* What to produce *
All that should come back is the lines of the data below from the one containing "filename crates/seedwave-audio/tests/test_clip_properties.rs" to the one containing "use seedwave_audio::envelope::EnvelopeShape;", inclusive, exactly as they stand.

[[ Supplied material open ]]

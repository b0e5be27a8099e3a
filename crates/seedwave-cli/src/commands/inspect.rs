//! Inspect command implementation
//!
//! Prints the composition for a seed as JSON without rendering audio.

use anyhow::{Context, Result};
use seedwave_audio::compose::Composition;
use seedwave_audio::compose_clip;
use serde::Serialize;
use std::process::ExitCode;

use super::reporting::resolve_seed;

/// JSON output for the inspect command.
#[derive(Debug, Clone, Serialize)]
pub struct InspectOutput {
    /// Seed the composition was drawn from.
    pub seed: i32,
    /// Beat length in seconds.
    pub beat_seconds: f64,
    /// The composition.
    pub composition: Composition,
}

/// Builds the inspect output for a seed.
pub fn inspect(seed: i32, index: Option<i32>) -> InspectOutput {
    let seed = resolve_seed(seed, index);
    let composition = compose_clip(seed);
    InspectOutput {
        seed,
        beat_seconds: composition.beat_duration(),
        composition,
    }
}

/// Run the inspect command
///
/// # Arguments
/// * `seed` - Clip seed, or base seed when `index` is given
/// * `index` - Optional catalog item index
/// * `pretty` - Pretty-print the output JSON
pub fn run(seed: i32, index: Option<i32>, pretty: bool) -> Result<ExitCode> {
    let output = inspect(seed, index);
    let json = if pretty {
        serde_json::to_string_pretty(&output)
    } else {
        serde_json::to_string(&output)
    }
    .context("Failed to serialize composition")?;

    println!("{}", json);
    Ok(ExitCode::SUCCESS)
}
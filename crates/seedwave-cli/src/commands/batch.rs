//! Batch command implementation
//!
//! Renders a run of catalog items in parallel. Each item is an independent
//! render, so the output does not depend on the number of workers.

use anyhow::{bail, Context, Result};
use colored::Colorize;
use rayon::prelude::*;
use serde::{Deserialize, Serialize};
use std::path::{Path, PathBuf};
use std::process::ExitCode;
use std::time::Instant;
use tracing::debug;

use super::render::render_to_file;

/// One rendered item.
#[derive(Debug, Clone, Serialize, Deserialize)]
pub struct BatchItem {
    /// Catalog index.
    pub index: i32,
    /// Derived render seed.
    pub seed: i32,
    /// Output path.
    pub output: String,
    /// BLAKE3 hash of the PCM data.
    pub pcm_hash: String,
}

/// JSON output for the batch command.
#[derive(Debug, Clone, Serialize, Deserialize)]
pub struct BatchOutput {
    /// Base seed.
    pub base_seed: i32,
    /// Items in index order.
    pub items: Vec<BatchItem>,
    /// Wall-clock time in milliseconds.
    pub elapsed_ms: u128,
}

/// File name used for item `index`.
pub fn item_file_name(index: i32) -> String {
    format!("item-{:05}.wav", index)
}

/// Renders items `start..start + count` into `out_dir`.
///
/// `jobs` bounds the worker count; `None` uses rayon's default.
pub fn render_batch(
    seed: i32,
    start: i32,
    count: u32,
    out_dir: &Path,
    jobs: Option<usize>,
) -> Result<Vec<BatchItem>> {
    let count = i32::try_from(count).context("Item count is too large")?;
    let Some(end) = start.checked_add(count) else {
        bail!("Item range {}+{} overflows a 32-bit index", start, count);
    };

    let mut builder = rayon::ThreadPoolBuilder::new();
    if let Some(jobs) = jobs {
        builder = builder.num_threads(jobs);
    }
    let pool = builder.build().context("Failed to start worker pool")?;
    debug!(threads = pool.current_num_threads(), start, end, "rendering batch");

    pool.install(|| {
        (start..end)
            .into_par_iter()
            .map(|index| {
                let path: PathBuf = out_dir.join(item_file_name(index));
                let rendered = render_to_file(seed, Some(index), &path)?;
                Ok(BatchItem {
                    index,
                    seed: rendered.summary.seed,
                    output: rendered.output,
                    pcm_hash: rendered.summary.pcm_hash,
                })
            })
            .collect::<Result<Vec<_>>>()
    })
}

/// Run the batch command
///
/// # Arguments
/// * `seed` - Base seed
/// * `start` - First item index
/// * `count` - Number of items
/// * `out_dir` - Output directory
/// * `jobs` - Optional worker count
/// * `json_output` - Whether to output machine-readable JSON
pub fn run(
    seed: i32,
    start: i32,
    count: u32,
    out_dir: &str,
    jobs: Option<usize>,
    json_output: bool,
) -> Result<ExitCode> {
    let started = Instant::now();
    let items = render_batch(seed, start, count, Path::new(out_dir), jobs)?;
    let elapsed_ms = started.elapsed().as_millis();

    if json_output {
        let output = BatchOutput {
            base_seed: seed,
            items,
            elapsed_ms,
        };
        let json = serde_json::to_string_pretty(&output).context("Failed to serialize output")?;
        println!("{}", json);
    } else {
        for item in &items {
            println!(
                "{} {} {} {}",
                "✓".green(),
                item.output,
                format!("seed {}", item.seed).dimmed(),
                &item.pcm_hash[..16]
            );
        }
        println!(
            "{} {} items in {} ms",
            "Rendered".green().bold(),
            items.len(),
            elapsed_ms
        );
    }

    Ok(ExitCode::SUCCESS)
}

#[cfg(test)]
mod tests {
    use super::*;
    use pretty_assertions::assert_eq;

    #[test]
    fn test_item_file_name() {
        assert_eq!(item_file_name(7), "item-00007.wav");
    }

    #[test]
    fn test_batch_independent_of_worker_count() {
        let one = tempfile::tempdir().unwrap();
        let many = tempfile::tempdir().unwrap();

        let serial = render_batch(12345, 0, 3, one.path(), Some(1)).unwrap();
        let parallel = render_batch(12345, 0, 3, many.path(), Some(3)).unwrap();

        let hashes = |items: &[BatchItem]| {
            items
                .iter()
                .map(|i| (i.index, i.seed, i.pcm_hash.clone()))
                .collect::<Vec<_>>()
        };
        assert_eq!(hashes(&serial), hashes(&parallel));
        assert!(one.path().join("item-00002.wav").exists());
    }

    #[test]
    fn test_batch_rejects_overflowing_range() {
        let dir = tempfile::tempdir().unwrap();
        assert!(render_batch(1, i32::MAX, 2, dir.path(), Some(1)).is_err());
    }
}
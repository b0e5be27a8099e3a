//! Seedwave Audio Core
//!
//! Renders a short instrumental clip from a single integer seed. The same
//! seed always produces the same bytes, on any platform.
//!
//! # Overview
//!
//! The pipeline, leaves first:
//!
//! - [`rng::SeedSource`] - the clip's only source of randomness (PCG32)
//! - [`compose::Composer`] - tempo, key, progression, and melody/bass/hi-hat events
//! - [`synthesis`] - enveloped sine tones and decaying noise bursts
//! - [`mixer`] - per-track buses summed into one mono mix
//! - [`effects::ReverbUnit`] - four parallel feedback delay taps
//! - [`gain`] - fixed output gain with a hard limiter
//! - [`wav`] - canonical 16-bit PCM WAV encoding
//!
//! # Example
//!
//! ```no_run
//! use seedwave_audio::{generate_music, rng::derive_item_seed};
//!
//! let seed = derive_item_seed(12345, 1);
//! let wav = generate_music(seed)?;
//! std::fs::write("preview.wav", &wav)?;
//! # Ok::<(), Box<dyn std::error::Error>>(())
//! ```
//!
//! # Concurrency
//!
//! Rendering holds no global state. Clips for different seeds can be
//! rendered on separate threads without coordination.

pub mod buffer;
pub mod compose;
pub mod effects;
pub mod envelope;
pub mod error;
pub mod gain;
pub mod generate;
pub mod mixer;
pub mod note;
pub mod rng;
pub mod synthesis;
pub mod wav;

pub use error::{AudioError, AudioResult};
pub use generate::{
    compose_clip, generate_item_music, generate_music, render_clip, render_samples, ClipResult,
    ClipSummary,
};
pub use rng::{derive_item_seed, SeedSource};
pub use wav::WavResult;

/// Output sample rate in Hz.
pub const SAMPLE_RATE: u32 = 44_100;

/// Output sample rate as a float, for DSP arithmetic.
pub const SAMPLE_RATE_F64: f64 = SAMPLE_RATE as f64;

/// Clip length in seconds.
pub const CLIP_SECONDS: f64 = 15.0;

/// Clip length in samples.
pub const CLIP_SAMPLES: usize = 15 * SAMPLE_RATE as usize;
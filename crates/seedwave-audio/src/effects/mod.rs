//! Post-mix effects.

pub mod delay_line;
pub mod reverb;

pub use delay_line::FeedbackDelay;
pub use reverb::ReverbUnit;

[[ Supplied material closed ]]
[[ Supplied material open ]]

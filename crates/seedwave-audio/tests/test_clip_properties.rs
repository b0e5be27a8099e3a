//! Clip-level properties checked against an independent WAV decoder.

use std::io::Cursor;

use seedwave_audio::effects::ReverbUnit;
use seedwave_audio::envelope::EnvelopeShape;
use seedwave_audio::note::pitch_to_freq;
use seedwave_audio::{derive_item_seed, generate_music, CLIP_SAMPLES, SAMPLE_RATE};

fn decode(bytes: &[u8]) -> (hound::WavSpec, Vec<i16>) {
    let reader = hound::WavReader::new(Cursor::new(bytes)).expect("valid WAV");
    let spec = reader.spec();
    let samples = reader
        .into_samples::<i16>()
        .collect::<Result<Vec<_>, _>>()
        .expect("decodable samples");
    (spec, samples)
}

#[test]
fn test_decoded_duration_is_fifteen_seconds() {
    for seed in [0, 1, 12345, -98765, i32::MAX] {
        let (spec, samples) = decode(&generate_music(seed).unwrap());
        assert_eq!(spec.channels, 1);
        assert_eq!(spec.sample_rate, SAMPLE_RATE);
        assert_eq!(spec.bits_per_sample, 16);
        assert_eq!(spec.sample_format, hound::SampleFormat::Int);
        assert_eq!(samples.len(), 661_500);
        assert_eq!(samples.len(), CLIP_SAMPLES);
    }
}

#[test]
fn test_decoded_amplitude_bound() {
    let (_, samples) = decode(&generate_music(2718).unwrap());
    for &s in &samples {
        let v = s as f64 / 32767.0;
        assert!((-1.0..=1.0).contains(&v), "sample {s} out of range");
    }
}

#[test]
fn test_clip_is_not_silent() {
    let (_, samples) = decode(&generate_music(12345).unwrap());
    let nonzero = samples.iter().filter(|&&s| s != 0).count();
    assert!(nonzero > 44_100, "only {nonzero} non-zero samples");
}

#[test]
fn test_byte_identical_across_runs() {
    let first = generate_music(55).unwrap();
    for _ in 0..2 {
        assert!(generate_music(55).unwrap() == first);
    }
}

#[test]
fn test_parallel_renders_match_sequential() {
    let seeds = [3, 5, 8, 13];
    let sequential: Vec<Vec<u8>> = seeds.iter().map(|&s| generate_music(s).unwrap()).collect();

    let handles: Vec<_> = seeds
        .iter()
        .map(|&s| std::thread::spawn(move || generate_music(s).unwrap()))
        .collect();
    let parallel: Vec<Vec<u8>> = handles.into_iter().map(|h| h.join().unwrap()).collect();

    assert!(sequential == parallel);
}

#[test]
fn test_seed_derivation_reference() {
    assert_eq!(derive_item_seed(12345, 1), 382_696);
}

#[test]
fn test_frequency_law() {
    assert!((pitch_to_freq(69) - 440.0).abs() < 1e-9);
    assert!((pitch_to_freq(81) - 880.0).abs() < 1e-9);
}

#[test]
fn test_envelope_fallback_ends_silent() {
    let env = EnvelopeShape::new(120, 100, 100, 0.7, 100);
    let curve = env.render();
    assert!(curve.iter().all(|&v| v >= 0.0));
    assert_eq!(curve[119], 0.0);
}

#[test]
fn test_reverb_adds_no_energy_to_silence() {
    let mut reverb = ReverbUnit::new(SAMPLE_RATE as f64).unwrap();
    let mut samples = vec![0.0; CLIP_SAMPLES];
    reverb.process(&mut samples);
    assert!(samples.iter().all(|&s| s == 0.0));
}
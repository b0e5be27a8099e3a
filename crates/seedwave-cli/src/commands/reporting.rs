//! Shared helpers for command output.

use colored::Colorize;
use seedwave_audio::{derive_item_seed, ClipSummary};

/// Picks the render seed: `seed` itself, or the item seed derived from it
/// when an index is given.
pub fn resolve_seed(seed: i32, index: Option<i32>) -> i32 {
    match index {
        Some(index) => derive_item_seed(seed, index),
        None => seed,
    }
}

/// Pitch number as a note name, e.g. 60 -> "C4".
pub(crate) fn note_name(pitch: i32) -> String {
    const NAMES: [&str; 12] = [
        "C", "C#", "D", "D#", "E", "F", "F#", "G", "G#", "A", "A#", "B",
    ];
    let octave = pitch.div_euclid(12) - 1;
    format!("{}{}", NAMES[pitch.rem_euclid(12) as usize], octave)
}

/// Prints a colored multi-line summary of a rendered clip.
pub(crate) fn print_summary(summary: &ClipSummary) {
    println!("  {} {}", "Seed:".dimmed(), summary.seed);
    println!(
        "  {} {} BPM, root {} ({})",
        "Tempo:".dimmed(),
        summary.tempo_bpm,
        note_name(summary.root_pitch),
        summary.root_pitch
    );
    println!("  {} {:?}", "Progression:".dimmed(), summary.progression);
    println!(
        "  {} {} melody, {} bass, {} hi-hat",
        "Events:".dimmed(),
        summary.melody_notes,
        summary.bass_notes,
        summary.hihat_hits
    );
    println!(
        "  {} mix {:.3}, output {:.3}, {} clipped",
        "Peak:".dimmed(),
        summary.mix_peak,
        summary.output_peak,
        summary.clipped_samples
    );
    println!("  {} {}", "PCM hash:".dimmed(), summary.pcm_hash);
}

[[ Supplied material closed ]]

* Task response *
filename crates/seedwave-audio/tests/test_clip_properties.rs
repository b0e5be27a8099e3a
//! Clip-level properties checked against an independent WAV decoder.

use std::io::Cursor;

use seedwave_audio::effects::ReverbUnit;
use seedwave_audio::envelope::EnvelopeShape;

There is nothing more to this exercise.